***** RECORDED DATA *****

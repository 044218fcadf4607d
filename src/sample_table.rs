//! Accumulates per-sample metadata and turns it into the `stbl` tables.

use crate::error::CapacityOverflow;
use crate::mp4box::{
    Co64Box, StblBox, StcoBox, StscBox, StscEntry, StsdBox, StssBox, StszBox, SttsBox, SttsEntry,
    TrunBox,
};
use crate::Result;

/// A run of samples stored back to back in the media data.
#[derive(Debug, Clone, Copy, PartialEq, Eq)]
pub struct ChunkRun {
    /// Offset of the first sample, relative to the start of the `mdat` payload.
    pub offset: u64,
    pub sample_count: u32,

    /// 1-based index into `stsd`.
    pub description_index: u32,
}

/// Sample sizes, durations, sync flags and chunk layout of one track.
///
/// Samples are added in decode order and always land in the most recently
/// opened chunk. Durations are in track timescale ticks; the duration of the
/// latest sample can be corrected once the next timestamp is known.
#[derive(Debug, Default, Clone)]
pub struct SampleTableBuilder {
    sizes: Vec<u32>,
    durations: Vec<u32>,

    /// 1-based numbers of the sync samples.
    sync_samples: Vec<u32>,
    chunks: Vec<ChunkRun>,
    total_size: u64,
}

impl SampleTableBuilder {
    pub fn new() -> Self {
        Self::default()
    }

    pub fn sample_count(&self) -> u32 {
        self.sizes.len() as u32
    }

    pub fn is_empty(&self) -> bool {
        self.sizes.is_empty()
    }

    /// Sum of all sample durations, in ticks.
    pub fn total_duration(&self) -> u64 {
        self.durations.iter().map(|&d| d as u64).sum()
    }

    /// Sum of all sample sizes, in bytes.
    pub fn total_size(&self) -> u64 {
        self.total_size
    }

    pub fn chunks(&self) -> &[ChunkRun] {
        &self.chunks
    }

    /// Starts a new chunk. Returns its 0-based index.
    pub fn open_chunk(&mut self, description_index: u32) -> usize {
        self.chunks.push(ChunkRun {
            offset: 0,
            sample_count: 0,
            description_index,
        });
        self.chunks.len() - 1
    }

    /// Description index of the chunk samples are currently added to.
    pub fn current_description_index(&self) -> Option<u32> {
        self.chunks.last().map(|chunk| chunk.description_index)
    }

    pub fn set_chunk_offset(&mut self, chunk_index: usize, offset: u64) {
        if let Some(chunk) = self.chunks.get_mut(chunk_index) {
            chunk.offset = offset;
        }
    }

    /// Appends a sample to the open chunk, opening one with description 1 if there is none.
    pub fn push_sample(&mut self, size: u64, duration: u32, is_sync: bool) -> Result<()> {
        let size = u32::try_from(size).map_err(|_| CapacityOverflow::SampleSize(size))?;
        if self.chunks.is_empty() {
            self.open_chunk(1);
        }
        let sample_number = self.sizes.len() as u32 + 1;
        if let Some(chunk) = self.chunks.last_mut() {
            chunk.sample_count += 1;
        }
        self.sizes.push(size);
        self.durations.push(duration);
        if is_sync {
            self.sync_samples.push(sample_number);
        }
        self.total_size += size as u64;
        Ok(())
    }

    /// Replaces the duration of the most recent sample.
    pub fn set_last_duration(&mut self, duration: u32) {
        if let Some(last) = self.durations.last_mut() {
            *last = duration;
        }
    }

    /// The `trun` columns of all samples: durations, sizes and sample flags.
    pub fn trun_columns(&self) -> (Vec<u32>, Vec<u32>, Vec<u32>) {
        let mut sync = self.sync_samples.iter().peekable();
        let flags = (1..=self.sizes.len() as u32)
            .map(|number| {
                let is_sync = sync.next_if_eq(&&number).is_some();
                TrunBox::sample_flags_for(is_sync)
            })
            .collect();
        (self.durations.clone(), self.sizes.clone(), flags)
    }

    /// 0-based index of the first sync sample, if any.
    pub fn first_sync_sample(&self) -> Option<u32> {
        self.sync_samples.first().map(|number| number - 1)
    }

    /// Builds the sample table with chunk offsets shifted by `base_offset`.
    ///
    /// `co64` replaces `stco` when an offset does not fit 32 bits. `stss` is
    /// left out when every sample is a sync sample.
    pub fn build(&self, stsd: StsdBox, base_offset: u64) -> Result<StblBox> {
        u32::try_from(self.sizes.len()).map_err(|_| CapacityOverflow::EntryCount(self.sizes.len()))?;

        let offsets: Vec<u64> = self
            .filled_chunks()
            .map(|chunk| {
                base_offset
                    .checked_add(chunk.offset)
                    .ok_or(CapacityOverflow::Field("chunk offset"))
            })
            .collect::<std::result::Result<_, _>>()?;
        let (stco, co64) = if offsets.iter().all(|&o| o <= u32::MAX as u64) {
            let entries = offsets.iter().map(|&o| o as u32).collect();
            (
                Some(StcoBox {
                    entries,
                    ..Default::default()
                }),
                None,
            )
        } else {
            (
                None,
                Some(Co64Box {
                    entries: offsets,
                    ..Default::default()
                }),
            )
        };

        let stss = (self.sync_samples.len() != self.sizes.len()).then(|| StssBox {
            entries: self.sync_samples.clone(),
            ..Default::default()
        });

        Ok(StblBox {
            stsd,
            stts: SttsBox {
                entries: self.time_to_sample(),
                ..Default::default()
            },
            stss,
            stsc: StscBox {
                entries: self.sample_to_chunk(),
                ..Default::default()
            },
            stsz: StszBox::from_sizes(self.sizes.clone()),
            stco,
            co64,
        })
    }

    /// Chunks that received samples. Opened chunks that stayed empty are not written.
    fn filled_chunks(&self) -> impl Iterator<Item = &ChunkRun> {
        self.chunks.iter().filter(|chunk| chunk.sample_count > 0)
    }

    /// Run-length encodes durations. A run never spans a change of sample description.
    fn time_to_sample(&self) -> Vec<SttsEntry> {
        let mut entries: Vec<SttsEntry> = Vec::new();
        let mut durations = self.durations.iter();
        let mut previous_description = None;
        for chunk in self.filled_chunks() {
            let same_description = previous_description == Some(chunk.description_index);
            previous_description = Some(chunk.description_index);
            for (i, &duration) in durations.by_ref().take(chunk.sample_count as usize).enumerate() {
                match entries.last_mut() {
                    Some(last) if last.sample_delta == duration && (i > 0 || same_description) => {
                        last.sample_count += 1;
                    }
                    _ => entries.push(SttsEntry {
                        sample_count: 1,
                        sample_delta: duration,
                    }),
                }
            }
        }
        entries
    }

    /// One entry per run of chunks sharing a sample count and description.
    fn sample_to_chunk(&self) -> Vec<StscEntry> {
        let mut entries: Vec<StscEntry> = Vec::new();
        for (index, chunk) in self.filled_chunks().enumerate() {
            let continues = entries.last().map_or(false, |last| {
                last.samples_per_chunk == chunk.sample_count
                    && last.sample_description_index == chunk.description_index
            });
            if !continues {
                entries.push(StscEntry {
                    first_chunk: index as u32 + 1,
                    samples_per_chunk: chunk.sample_count,
                    sample_description_index: chunk.description_index,
                });
            }
        }
        entries
    }
}

#[cfg(test)]
mod tests {
    use super::*;

    fn builder_with(chunks: &[(u32, &[(u64, u32, bool)])]) -> SampleTableBuilder {
        let mut builder = SampleTableBuilder::new();
        let mut offset = 0;
        for (description_index, samples) in chunks {
            let index = builder.open_chunk(*description_index);
            builder.set_chunk_offset(index, offset);
            for &(size, duration, is_sync) in *samples {
                builder.push_sample(size, duration, is_sync).unwrap();
                offset += size;
            }
        }
        builder
    }

    #[test]
    fn run_length_encodes_durations_and_chunks() {
        let builder = builder_with(&[
            (1, &[(10, 1000, true), (20, 1000, false), (30, 1000, false)]),
            (1, &[(10, 1000, false), (10, 1000, false), (10, 500, false)]),
            (1, &[(5, 500, true)]),
        ]);
        let stbl = builder.build(StsdBox::default(), 100).unwrap();

        assert_eq!(
            stbl.stts.entries,
            vec![
                SttsEntry {
                    sample_count: 5,
                    sample_delta: 1000
                },
                SttsEntry {
                    sample_count: 2,
                    sample_delta: 500
                },
            ]
        );
        assert_eq!(
            stbl.stsc.entries,
            vec![
                StscEntry {
                    first_chunk: 1,
                    samples_per_chunk: 3,
                    sample_description_index: 1
                },
                StscEntry {
                    first_chunk: 3,
                    samples_per_chunk: 1,
                    sample_description_index: 1
                },
            ]
        );
        assert_eq!(stbl.stsz.sample_count, 7);
        assert_eq!(stbl.stss.unwrap().entries, vec![1, 7]);
        assert_eq!(stbl.stco.unwrap().entries, vec![100, 160, 190]);
        assert!(stbl.co64.is_none());
        assert_eq!(builder.total_duration(), 6000);
        assert_eq!(builder.total_size(), 95);
    }

    #[test]
    fn runs_break_at_description_changes() {
        let builder = builder_with(&[
            (1, &[(8, 40, true), (8, 40, false)]),
            (2, &[(8, 40, true), (8, 40, false)]),
        ]);
        let stbl = builder.build(StsdBox::default(), 0).unwrap();
        assert_eq!(stbl.stts.entries.len(), 2);
        assert_eq!(stbl.stsc.entries.len(), 2);
        assert_eq!(stbl.stsc.entries[1].first_chunk, 2);
        assert_eq!(stbl.stsc.entries[1].sample_description_index, 2);
        // Uniform sizes collapse into stsz's sample_size field.
        assert_eq!(stbl.stsz.sample_size, 8);
    }

    #[test]
    fn all_sync_samples_omit_stss() {
        let builder = builder_with(&[(1, &[(4, 1024, true), (4, 1024, true)])]);
        let stbl = builder.build(StsdBox::default(), 0).unwrap();
        assert!(stbl.stss.is_none());
    }

    #[test]
    fn large_offsets_switch_to_co64() {
        let builder = builder_with(&[(1, &[(4, 1, true)])]);
        let stbl = builder.build(StsdBox::default(), u32::MAX as u64 + 1).unwrap();
        assert!(stbl.stco.is_none());
        assert_eq!(stbl.co64.unwrap().entries, vec![u32::MAX as u64 + 1]);
    }

    #[test]
    fn empty_table_is_valid() {
        let stbl = SampleTableBuilder::new().build(StsdBox::default(), 48).unwrap();
        assert!(stbl.stts.entries.is_empty());
        assert!(stbl.stsc.entries.is_empty());
        assert_eq!(stbl.stsz.sample_count, 0);
        assert!(stbl.stss.is_none());
        assert!(stbl.stco.unwrap().entries.is_empty());
    }

    #[test]
    fn last_duration_is_corrected() {
        let mut builder = builder_with(&[(1, &[(4, 0, true)])]);
        builder.set_last_duration(1500);
        assert_eq!(builder.total_duration(), 1500);

        let (durations, sizes, flags) = builder.trun_columns();
        assert_eq!(durations, vec![1500]);
        assert_eq!(sizes, vec![4]);
        assert_eq!(flags, vec![TrunBox::SYNC_SAMPLE_FLAGS]);
    }

    #[test]
    fn oversized_sample_is_rejected() {
        let mut builder = SampleTableBuilder::new();
        assert!(builder.push_sample(u32::MAX as u64 + 1, 1, true).is_err());
    }
}
use byteorder::{BigEndian, ReadBytesExt, WriteBytesExt};
use serde::Serialize;
use std::io::{Read, Seek};

use crate::mp4box::{
    box_start, skip_bytes_to, BoxType, BoxWriter, Error, FourCC, Mp4Box, ReadBox, Result,
    WriteBox,
};

#[derive(Debug, Clone, PartialEq, Eq, Default, Serialize)]
pub struct FtypBox {
    pub major_brand: FourCC,
    pub minor_version: u32,
    pub compatible_brands: Vec<FourCC>,
}

impl FtypBox {
    /// Brands for a file with a single `moov` and `mdat`.
    pub fn progressive(extra_brands: &[[u8; 4]]) -> Self {
        let mut compatible_brands: Vec<FourCC> =
            [*b"isom", *b"iso2"].into_iter().map(FourCC::from).collect();
        compatible_brands.extend(extra_brands.iter().copied().map(FourCC::from));
        compatible_brands.push(FourCC::from(*b"mp41"));
        Self {
            major_brand: FourCC::from(*b"isom"),
            minor_version: 0x200,
            compatible_brands,
        }
    }

    /// Brands for a fragmented file (`moov` followed by `moof`/`mdat` pairs).
    pub fn fragmented() -> Self {
        Self {
            major_brand: FourCC::from(*b"iso5"),
            minor_version: 0x200,
            compatible_brands: [*b"iso5", *b"iso6", *b"mp41"]
                .into_iter()
                .map(FourCC::from)
                .collect(),
        }
    }
}

impl Mp4Box for FtypBox {
    fn box_type(&self) -> BoxType {
        BoxType::FtypBox
    }

    fn summary(&self) -> Result<String> {
        let mut compatible_brands = Vec::new();
        for brand in &self.compatible_brands {
            compatible_brands.push(brand.to_string());
        }
        let s = format!(
            "major_brand={} minor_version={} compatible_brands={}",
            self.major_brand,
            self.minor_version,
            compatible_brands.join("-")
        );
        Ok(s)
    }
}

impl<R: Read + Seek> ReadBox<&mut R> for FtypBox {
    fn read_box(reader: &mut R, size: u64) -> Result<Self> {
        let start = box_start(reader)?;

        if size < 16 || size % 4 != 0 {
            return Err(Error::InvalidData("ftyp size too small or not aligned"));
        }
        let brand_count = (size - 16) / 4; // header + major + minor
        let major = reader.read_u32::<BigEndian>()?;
        let minor = reader.read_u32::<BigEndian>()?;

        let mut brands = Vec::new();
        for _ in 0..brand_count {
            let b = reader.read_u32::<BigEndian>()?;
            brands.push(From::from(b));
        }

        skip_bytes_to(reader, start + size)?;

        Ok(Self {
            major_brand: From::from(major),
            minor_version: minor,
            compatible_brands: brands,
        })
    }
}

impl WriteBox<&mut BoxWriter> for FtypBox {
    fn write_box(&self, writer: &mut BoxWriter) -> Result<()> {
        writer.write_box(self.box_type(), |w| {
            w.write_u32::<BigEndian>((&self.major_brand).into())?;
            w.write_u32::<BigEndian>(self.minor_version)?;
            for brand in &self.compatible_brands {
                w.write_u32::<BigEndian>(brand.into())?;
            }
            Ok(())
        })?;
        Ok(())
    }
}

#[cfg(test)]
mod tests {
    use super::*;
    use crate::mp4box::BoxHeader;
    use std::io::Cursor;

    #[test]
    fn test_ftyp() {
        let src_box = FtypBox::progressive(&[*b"avc1"]);
        let mut writer = BoxWriter::new();
        writer.write_child(&src_box).unwrap();
        let buf = writer.into_inner().unwrap();
        assert_eq!(buf.len(), 8 + 8 + 4 * 4);

        let mut reader = Cursor::new(&buf);
        let header = BoxHeader::read(&mut reader).unwrap();
        assert_eq!(header.name, BoxType::FtypBox);
        assert_eq!(header.size, buf.len() as u64);

        let dst_box = FtypBox::read_box(&mut reader, header.size).unwrap();
        assert_eq!(src_box, dst_box);
        assert_eq!(
            dst_box.summary().unwrap(),
            "major_brand=isom minor_version=512 compatible_brands=isom-iso2-avc1-mp41"
        );
    }
}
use serde::Serialize;
use std::io::{Read, Seek};

use crate::mp4box::{
    box_start, skip_box, skip_bytes_to, BoxHeader, BoxType, BoxWriter, Error, Mp4Box, ReadBox,
    Result, TfdtBox, TfhdBox, TrunBox, WriteBox,
};

#[derive(Debug, Clone, PartialEq, Eq, Default, Serialize)]
pub struct TrafBox {
    pub tfhd: TfhdBox,
    pub tfdt: Option<TfdtBox>,
    pub truns: Vec<TrunBox>,
}

impl TrafBox {
    pub fn sample_count(&self) -> u64 {
        self.truns.iter().map(|trun| trun.sample_count as u64).sum()
    }
}

impl Mp4Box for TrafBox {
    fn box_type(&self) -> BoxType {
        BoxType::TrafBox
    }

    fn summary(&self) -> Result<String> {
        let s = format!(
            "track_id={} truns={}",
            self.tfhd.track_id,
            self.truns.len()
        );
        Ok(s)
    }
}

impl<R: Read + Seek> ReadBox<&mut R> for TrafBox {
    fn read_box(reader: &mut R, size: u64) -> Result<Self> {
        let start = box_start(reader)?;

        let mut tfhd = None;
        let mut tfdt = None;
        let mut truns = Vec::new();

        let mut current = reader.stream_position()?;
        let end = start + size;
        while current < end {
            // Get box header.
            let header = BoxHeader::read(reader)?;
            let BoxHeader { name, size: s } = header;
            if s > size {
                return Err(Error::InvalidData(
                    "traf box contains a box with a larger size than it",
                ));
            }

            match name {
                BoxType::TfhdBox => {
                    tfhd = Some(TfhdBox::read_box(reader, s)?);
                }
                BoxType::TfdtBox => {
                    tfdt = Some(TfdtBox::read_box(reader, s)?);
                }
                BoxType::TrunBox => {
                    truns.push(TrunBox::read_box(reader, s)?);
                }
                _ => {
                    log::debug!("skipping {name} box inside traf");
                    skip_box(reader, s)?;
                }
            }

            current = reader.stream_position()?;
        }

        let Some(tfhd) = tfhd else {
            return Err(Error::BoxNotFound(BoxType::TfhdBox));
        };

        skip_bytes_to(reader, start + size)?;

        Ok(Self { tfhd, tfdt, truns })
    }
}

impl WriteBox<&mut BoxWriter> for TrafBox {
    fn write_box(&self, writer: &mut BoxWriter) -> Result<()> {
        writer.write_box(self.box_type(), |w| {
            w.write_child(&self.tfhd)?;
            if let Some(tfdt) = &self.tfdt {
                w.write_child(tfdt)?;
            }
            for trun in &self.truns {
                w.write_child(trun)?;
            }
            Ok(())
        })?;
        Ok(())
    }
}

*****

WHAT THE TASK ASKS
Find the word "ReadBox" in the entries and show each line where it is found.

WORKED SOLUTION
    box_start, skip_bytes_to, BoxType, BoxWriter, Error, FourCC, Mp4Box, ReadBox, Result,
impl<R: Read + Seek> ReadBox<&mut R> for FtypBox {
    box_start, skip_box, skip_bytes_to, BoxHeader, BoxType, BoxWriter, Error, Mp4Box, ReadBox,
impl<R: Read + Seek> ReadBox<&mut R> for TrafBox {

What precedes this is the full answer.